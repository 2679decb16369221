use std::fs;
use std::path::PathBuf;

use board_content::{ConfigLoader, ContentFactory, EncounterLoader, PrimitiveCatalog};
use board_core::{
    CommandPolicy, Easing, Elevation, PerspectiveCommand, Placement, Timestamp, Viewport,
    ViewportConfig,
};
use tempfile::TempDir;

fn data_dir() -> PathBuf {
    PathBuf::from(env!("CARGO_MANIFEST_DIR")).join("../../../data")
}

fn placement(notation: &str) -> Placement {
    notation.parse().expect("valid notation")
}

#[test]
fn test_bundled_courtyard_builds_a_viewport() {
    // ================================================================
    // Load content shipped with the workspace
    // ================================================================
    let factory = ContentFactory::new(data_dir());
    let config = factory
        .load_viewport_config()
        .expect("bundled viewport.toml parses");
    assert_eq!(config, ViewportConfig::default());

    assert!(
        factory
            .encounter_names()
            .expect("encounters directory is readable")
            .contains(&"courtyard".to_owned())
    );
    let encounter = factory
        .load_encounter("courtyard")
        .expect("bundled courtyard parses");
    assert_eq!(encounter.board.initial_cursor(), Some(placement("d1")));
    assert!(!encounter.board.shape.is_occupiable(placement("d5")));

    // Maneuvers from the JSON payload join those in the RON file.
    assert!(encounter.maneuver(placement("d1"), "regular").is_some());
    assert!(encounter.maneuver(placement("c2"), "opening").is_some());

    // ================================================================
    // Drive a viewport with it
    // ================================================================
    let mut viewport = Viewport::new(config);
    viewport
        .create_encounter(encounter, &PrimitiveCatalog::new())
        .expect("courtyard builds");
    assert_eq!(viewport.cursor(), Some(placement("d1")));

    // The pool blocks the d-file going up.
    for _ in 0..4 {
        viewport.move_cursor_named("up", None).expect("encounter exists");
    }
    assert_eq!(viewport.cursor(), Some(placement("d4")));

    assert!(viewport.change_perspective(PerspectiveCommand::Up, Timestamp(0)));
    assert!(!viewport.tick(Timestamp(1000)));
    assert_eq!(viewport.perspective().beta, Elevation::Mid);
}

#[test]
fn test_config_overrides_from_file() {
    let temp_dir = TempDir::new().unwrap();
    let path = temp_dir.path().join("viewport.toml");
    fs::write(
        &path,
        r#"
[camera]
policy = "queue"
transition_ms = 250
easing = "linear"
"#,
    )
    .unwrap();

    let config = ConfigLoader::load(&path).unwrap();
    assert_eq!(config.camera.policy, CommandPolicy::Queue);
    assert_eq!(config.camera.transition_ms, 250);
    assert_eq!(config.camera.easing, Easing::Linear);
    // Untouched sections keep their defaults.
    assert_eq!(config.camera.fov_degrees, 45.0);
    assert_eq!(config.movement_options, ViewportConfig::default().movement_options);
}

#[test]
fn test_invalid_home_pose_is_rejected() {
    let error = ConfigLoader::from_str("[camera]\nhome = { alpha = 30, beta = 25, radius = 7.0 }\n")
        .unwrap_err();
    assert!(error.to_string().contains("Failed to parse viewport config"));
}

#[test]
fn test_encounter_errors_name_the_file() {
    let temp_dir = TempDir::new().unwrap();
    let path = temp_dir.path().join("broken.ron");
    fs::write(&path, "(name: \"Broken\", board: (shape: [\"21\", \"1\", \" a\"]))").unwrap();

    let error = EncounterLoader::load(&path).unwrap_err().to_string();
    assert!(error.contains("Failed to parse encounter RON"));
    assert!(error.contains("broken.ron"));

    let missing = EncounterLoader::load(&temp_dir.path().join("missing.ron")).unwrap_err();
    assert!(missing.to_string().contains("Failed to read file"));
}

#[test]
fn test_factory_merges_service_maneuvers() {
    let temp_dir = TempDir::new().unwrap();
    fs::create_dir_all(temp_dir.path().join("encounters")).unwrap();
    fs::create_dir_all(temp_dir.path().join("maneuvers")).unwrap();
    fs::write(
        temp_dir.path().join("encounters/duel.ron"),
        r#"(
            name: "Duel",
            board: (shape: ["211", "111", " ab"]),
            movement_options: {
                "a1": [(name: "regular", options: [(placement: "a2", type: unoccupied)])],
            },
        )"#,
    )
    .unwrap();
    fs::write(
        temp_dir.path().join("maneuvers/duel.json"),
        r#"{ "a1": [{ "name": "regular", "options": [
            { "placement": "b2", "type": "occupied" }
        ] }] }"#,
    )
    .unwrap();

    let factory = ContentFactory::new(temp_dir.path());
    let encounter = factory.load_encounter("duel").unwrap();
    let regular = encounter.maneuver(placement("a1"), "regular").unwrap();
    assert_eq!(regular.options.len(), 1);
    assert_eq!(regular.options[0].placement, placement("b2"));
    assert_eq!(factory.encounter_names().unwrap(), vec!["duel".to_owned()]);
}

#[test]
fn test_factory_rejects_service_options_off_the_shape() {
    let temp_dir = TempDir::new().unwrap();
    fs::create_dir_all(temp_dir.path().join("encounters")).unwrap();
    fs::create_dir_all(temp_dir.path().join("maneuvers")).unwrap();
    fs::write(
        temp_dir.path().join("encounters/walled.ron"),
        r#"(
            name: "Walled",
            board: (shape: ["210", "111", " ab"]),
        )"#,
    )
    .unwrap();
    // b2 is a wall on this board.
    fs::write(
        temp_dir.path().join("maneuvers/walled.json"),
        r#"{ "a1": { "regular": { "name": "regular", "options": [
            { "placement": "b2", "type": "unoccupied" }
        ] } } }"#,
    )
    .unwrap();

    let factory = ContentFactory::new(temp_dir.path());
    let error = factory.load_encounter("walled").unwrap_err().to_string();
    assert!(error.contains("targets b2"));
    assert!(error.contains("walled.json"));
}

***

Task description: Retype the records above without changing a single word.

Response below:
repository 2679decb16369221
use std::fs;
use std::path::PathBuf;

use board_content::{ConfigLoader, ContentFactory, EncounterLoader, PrimitiveCatalog};
use board_core::{
    CommandPolicy, Easing, Elevation, PerspectiveCommand, Placement, Timestamp, Viewport,
    ViewportConfig,
};
use tempfile::TempDir;

fn data_dir() -> PathBuf {
    PathBuf::from(env!("CARGO_MANIFEST_DIR")).join("../../../data")
}

fn placement(notation: &str) -> Placement {
    notation.parse().expect("valid notation")
}

#[test]
fn test_bundled_courtyard_builds_a_viewport() {
    // ================================================================
    // Load content shipped with the workspace
    // ================================================================
    let factory = ContentFactory::new(data_dir());
    let config = factory
        .load_viewport_config()
        .expect("bundled viewport.toml parses");
    assert_eq!(config, ViewportConfig::default());

    assert!(
        factory
            .encounter_names()
            .expect("encounters directory is readable")
            .contains(&"courtyard".to_owned())
    );
    let encounter = factory
        .load_encounter("courtyard")
        .expect("bundled courtyard parses");
    assert_eq!(encounter.board.initial_cursor(), Some(placement("d1")));
    assert!(!encounter.board.shape.is_occupiable(placement("d5")));

    // Maneuvers from the JSON payload join those in the RON file.
    assert!(encounter.maneuver(placement("d1"), "regular").is_some());
    assert!(encounter.maneuver(placement("c2"), "opening").is_some());

    // ================================================================
    // Drive a viewport with it
    // ================================================================
    let mut viewport = Viewport::new(config);
    viewport
        .create_encounter(encounter, &PrimitiveCatalog::new())
        .expect("courtyard builds");
    assert_eq!(viewport.cursor(), Some(placement("d1")));

    // The pool blocks the d-file going up.
    for _ in 0..4 {
        viewport.move_cursor_named("up", None).expect("encounter exists");
    }
    assert_eq!(viewport.cursor(), Some(placement("d4")));

    assert!(viewport.change_perspective(PerspectiveCommand::Up, Timestamp(0)));
    assert!(!viewport.tick(Timestamp(1000)));
    assert_eq!(viewport.perspective().beta, Elevation::Mid);
}

#[test]
fn test_config_overrides_from_file() {
    let temp_dir = TempDir::new().unwrap();
    let path = temp_dir.path().join("viewport.toml");
    fs::write(
        &path,
        r#"
[camera]
policy = "queue"
transition_ms = 250
easing = "linear"
"#,
    )
    .unwrap();

    let config = ConfigLoader::load(&path).unwrap();
    assert_eq!(config.camera.policy, CommandPolicy::Queue);
    assert_eq!(config.camera.transition_ms, 250);
    assert_eq!(config.camera.easing, Easing::Linear);
    // Untouched sections keep their defaults.
    assert_eq!(config.camera.fov_degrees, 45.0);
    assert_eq!(config.movement_options, ViewportConfig::default().movement_options);
}

#[test]
fn test_invalid_home_pose_is_rejected() {
    let error = ConfigLoader::from_str("[camera]\nhome = { alpha = 30, beta = 25, radius = 7.0 }\n")
        .unwrap_err();
    assert!(error.to_string().contains("Failed to parse viewport config"));
}

#[test]
fn test_encounter_errors_name_the_file() {
    let temp_dir = TempDir::new().unwrap();
    let path = temp_dir.path().join("broken.ron");
    fs::write(&path, "(name: \"Broken\", board: (shape: [\"21\", \"1\", \" a\"]))").unwrap();

    let error = EncounterLoader::load(&path).unwrap_err().to_string();
    assert!(error.contains("Failed to parse encounter RON"));
    assert!(error.contains("broken.ron"));

    let missing = EncounterLoader::load(&temp_dir.path().join("missing.ron")).unwrap_err();
    assert!(missing.to_string().contains("Failed to read file"));
}

#[test]
fn test_factory_merges_service_maneuvers() {
    let temp_dir = TempDir::new().unwrap();
    fs::create_dir_all(temp_dir.path().join("encounters")).unwrap();
    fs::create_dir_all(temp_dir.path().join("maneuvers")).unwrap();
    fs::write(
        temp_dir.path().join("encounters/duel.ron"),
        r#"(
            name: "Duel",
            board: (shape: ["211", "111", " ab"]),
            movement_options: {
                "a1": [(name: "regular", options: [(placement: "a2", type: unoccupied)])],
            },
        )"#,
    )
    .unwrap();
    fs::write(
        temp_dir.path().join("maneuvers/duel.json"),
        r#"{ "a1": [{ "name": "regular", "options": [
            { "placement": "b2", "type": "occupied" }
        ] }] }"#,
    )
    .unwrap();

    let factory = ContentFactory::new(temp_dir.path());
    let encounter = factory.load_encounter("duel").unwrap();
    let regular = encounter.maneuver(placement("a1"), "regular").unwrap();
    assert_eq!(regular.options.len(), 1);
    assert_eq!(regular.options[0].placement, placement("b2"));
    assert_eq!(factory.encounter_names().unwrap(), vec!["duel".to_owned()]);
}

#[test]
fn test_factory_rejects_service_options_off_the_shape() {
    let temp_dir = TempDir::new().unwrap();
    fs::create_dir_all(temp_dir.path().join("encounters")).unwrap();
    fs::create_dir_all(temp_dir.path().join("maneuvers")).unwrap();
    fs::write(
        temp_dir.path().join("encounters/walled.ron"),
        r#"(
            name: "Walled",
            board: (shape: ["210", "111", " ab"]),
        )"#,
    )
    .unwrap();
    // b2 is a wall on this board.
    fs::write(
        temp_dir.path().join("maneuvers/walled.json"),
        r#"{ "a1": { "regular": { "name": "regular", "options": [
            { "placement": "b2", "type": "unoccupied" }
        ] } } }"#,
    )
    .unwrap();

    let factory = ContentFactory::new(temp_dir.path());
    let error = factory.load_encounter("walled").unwrap_err().to_string();
    assert!(error.contains("targets b2"));
    assert!(error.contains("walled.json"));
}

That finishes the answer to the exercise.